Catur hanya bergeming. Masa bodoh dengan ucapan gadis aneh itu.
“Alamat tinggal?”
Catur mengernyit. Pertanyaan Allea seperti pihak instansi yang sedang menginterogasi dirinya.
“Alamat tinggal?” tanyanya sekali lagi.
“Ngekos.”
“Di mana?
“Belakang gedung sekolah,” jawab Catur sekenanya.
Gadis itu terkekeh. “Murid baru berani bohong, ya. Belakang sekolah ini enggak ada pemukiman warga. Kamu ngekos di sawah, hah?”
Catur menelan salivanya berat. Bodohnya, ia tidak survei lokasi di sekitar lebih dulu. Kebiasaannya yang tidak kerap berbohong sangat mudah terbongkar.
“Sudahlah, lupakan. Pertanyaan berikutnya.”
Hey! ini bukan kuis berhadiah. Apa-apaan pertanyaan berikutnya, batin Catur.
“Udah punya pacar?”
Catur hanya menggeleng.
“Kalau begitu, nomor WhatsApp.”
“Enggak punya juga.”
“Hmm ... masa, sih?” tanya Allea penuh selidik.

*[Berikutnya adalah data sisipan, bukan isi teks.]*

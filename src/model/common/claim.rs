use std::fmt::{Display, Formatter};

use chrono::{DateTime, Utc};
use serde::{Deserialize, Serialize};

use crate::model::common::election::PersonId;

/// How the voter was identified at the station.
#[derive(Debug, Copy, Clone, PartialEq, Eq, Serialize, Deserialize)]
#[serde(rename_all = "kebab-case")]
pub enum IdentificationMethod {
    /// A structured credential payload, typically read from a QR code.
    ScannedCredential,
    /// A document number typed in by the station operator.
    ManualEntry,
    /// A group number and document number validated together.
    GroupDocumentPair,
    /// A raw, unstructured scan treated as a bare document number.
    DirectInput,
}

impl Display for IdentificationMethod {
    fn fmt(&self, f: &mut Formatter<'_>) -> std::fmt::Result {
        let name = match self {
            Self::ScannedCredential => "scanned-credential",
            Self::ManualEntry => "manual-entry",
            Self::GroupDocumentPair => "group-document-pair",
            Self::DirectInput => "direct-input",
        };
        f.write_str(name)
    }
}

/// Raw voter input as it arrives from the station, before any normalisation.
#[derive(Debug, Clone, PartialEq, Eq, Serialize, Deserialize)]
#[serde(untagged)]
pub enum RawIdentification {
    #[serde(rename_all = "camelCase")]
    GroupDocument {
        group_number: String,
        document_number: String,
    },
    Credential {
        credential: String,
    },
    Document {
        document: String,
    },
}

/// A normalised, not yet trusted, statement of who is trying to vote.
///
/// This is also the payload of the vote token, so the field names are part of the wire format.
#[derive(Debug, Clone, PartialEq, Eq, Serialize, Deserialize)]
#[serde(rename_all = "camelCase")]
pub struct VoterClaim {
    pub document_number: String,
    #[serde(default, skip_serializing_if = "Option::is_none")]
    pub group_number: Option<String>,
    pub method: IdentificationMethod,
    /// Filled in once the eligibility validator has resolved the person. Informational only.
    #[serde(default, skip_serializing_if = "Option::is_none")]
    pub person_id: Option<PersonId>,
    pub timestamp: DateTime<Utc>,
    /// Descriptive fields for display at the station. Never authoritative.
    #[serde(default, skip_serializing_if = "Option::is_none")]
    pub display_name: Option<String>,
    #[serde(default, skip_serializing_if = "Option::is_none")]
    pub program: Option<String>,
}

impl VoterClaim {
    pub fn new(
        document_number: impl Into<String>,
        group_number: Option<String>,
        method: IdentificationMethod,
        timestamp: DateTime<Utc>,
    ) -> Self {
        Self {
            document_number: document_number.into(),
            group_number,
            method,
            person_id: None,
            timestamp,
            display_name: None,
            program: None,
        }
    }
}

“Aku enggak ada waktu. Tolong minggir.”
“Tunggu,” sergah Allea. “Kamu masih punya hutang sama aku.”
“Hutang? Hutang apa?” Sepertinya, lusa Catur harus membawa aspirin agar tidak pusing berhadapan dengan gadis di depannya ini.
“Hutang karena tadi pagi aku tolongin kamu saat upacara. Sebagai gantinya, kamu harus bayar pajak buat sewa tempat karena baris di kelas XI IPA 1.”
“Bayar berapa?”
Allea menggeleng. “Aku enggak butuh uang. Aku minta yang lain.”

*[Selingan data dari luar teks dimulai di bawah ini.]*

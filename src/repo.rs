use std::path::Path;

use tracing::info;

use crate::cmd::Runner;
use crate::error::{LaunchError, LaunchResult};

/// A third-party repository checked out sparsely next to the root
/// compose file.
#[derive(Debug, Clone, PartialEq, Eq)]
pub struct RepoSpec {
    pub name: String,
    /// Checkout directory, relative to the root directory.
    pub path: String,
    pub remote_url: String,
    /// The only subtree materialised by the sparse checkout.
    pub subdir: String,
    pub branch: String,
}

impl RepoSpec {
    #[must_use]
    pub fn new(name: &str, path: &str, remote_url: &str) -> Self {
        Self {
            name: name.to_string(),
            path: path.to_string(),
            remote_url: remote_url.to_string(),
            subdir: "docker".to_string(),
            branch: "main".to_string(),
        }
    }

    #[must_use]
    pub fn subdir(mut self, subdir: &str) -> Self {
        self.subdir = subdir.to_string();
        self
    }

    #[must_use]
    pub fn branch(mut self, branch: &str) -> Self {
        self.branch = branch.to_string();
        self
    }
}

#[derive(Debug, Clone, Copy, PartialEq, Eq)]
pub enum RepoAction {
    Skipped,
    Cloned,
    Pulled,
}

/// Make sure `spec` is checked out under `root`.
///
/// Does nothing when `enabled` is false. A missing checkout is cloned
/// without blobs or a working tree, restricted to `spec.subdir` with a
/// cone-mode sparse checkout, then `spec.branch` is checked out. An
/// existing checkout is pulled. Any git failure is fatal: later stages
/// cannot run against a half-cloned tree.
pub fn ensure_repo(
    runner: &dyn Runner,
    root: &Path,
    enabled: bool,
    spec: &RepoSpec,
) -> LaunchResult<RepoAction> {
    if !enabled {
        info!("{} is not enabled, skipping clone", spec.name);
        return Ok(RepoAction::Skipped);
    }

    let checkout = root.join(&spec.path);
    let wrap = |source: LaunchError| LaunchError::RepoFetch {
        repo: spec.name.clone(),
        source: Box::new(source),
    };

    if checkout.exists() {
        info!("{} repository already exists, updating...", spec.name);
        runner
            .stream("git", &["pull"], Some(&checkout))
            .map_err(wrap)?;
        return Ok(RepoAction::Pulled);
    }

    info!("Cloning the {} repository...", spec.name);
    runner
        .stream(
            "git",
            &[
                "clone",
                "--filter=blob:none",
                "--no-checkout",
                &spec.remote_url,
                &spec.path,
            ],
            Some(root),
        )
        .map_err(wrap)?;

    let steps: [&[&str]; 3] = [
        &["sparse-checkout", "init", "--cone"],
        &["sparse-checkout", "set", &spec.subdir],
        &["checkout", &spec.branch],
    ];
    for args in steps {
        runner.stream("git", args, Some(&checkout)).map_err(wrap)?;
    }

    Ok(RepoAction::Cloned)
}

Catur menghela napas panjang. “Terserah kamu, lah.”
“Benarkah?” Allea sedikit memiringkan wajahnya. “Kalau begitu, umumkan ke seluruh penjuru kelas. Hari ini kita jadian.”
Senyap mengambil alih tepat setelah Allea berbicara. Detik berikutnya mata Catur membulat sempurna setelah mencerna kalimat dari gadis itu. “Enggak!”
“Katanya tadi terserah. Buruan bilang kalau kita hari ini pacaran.”
Catur memutar tumitnya seraya berkata, “Cewek sinting.” Lantas berjalan melewati ruang guru. Ia lebih memilih jalan yang sedikit lebih jauh untuk menuju kelasnya. Daripada berhadapan dengan makhluk paling aneh di bumi ini. Dan lengkap sudah penderitaan Catur. Urusan hari pertamanya di sekolah baru ini benar-benar runyam.
Allea hanya mengantar kepergian Catur dengan tatapannya. Tersenyum megar seperti biasanya. Tidak salah memang jika lelaki itu menganggapnya ‘cewek sinting’. Baru kenal hari ini sudah mengajaknya untuk jadian. Tapi tidak ada salahnya untuk mengutarakan perasaan bukan?
“Catur Putra Dinasti. Aku akan ingat nama itu. Kita lihat saja, siapa yang nantinya lebih ‘sinting’,” gumam Allea dengan senyum penuh arti.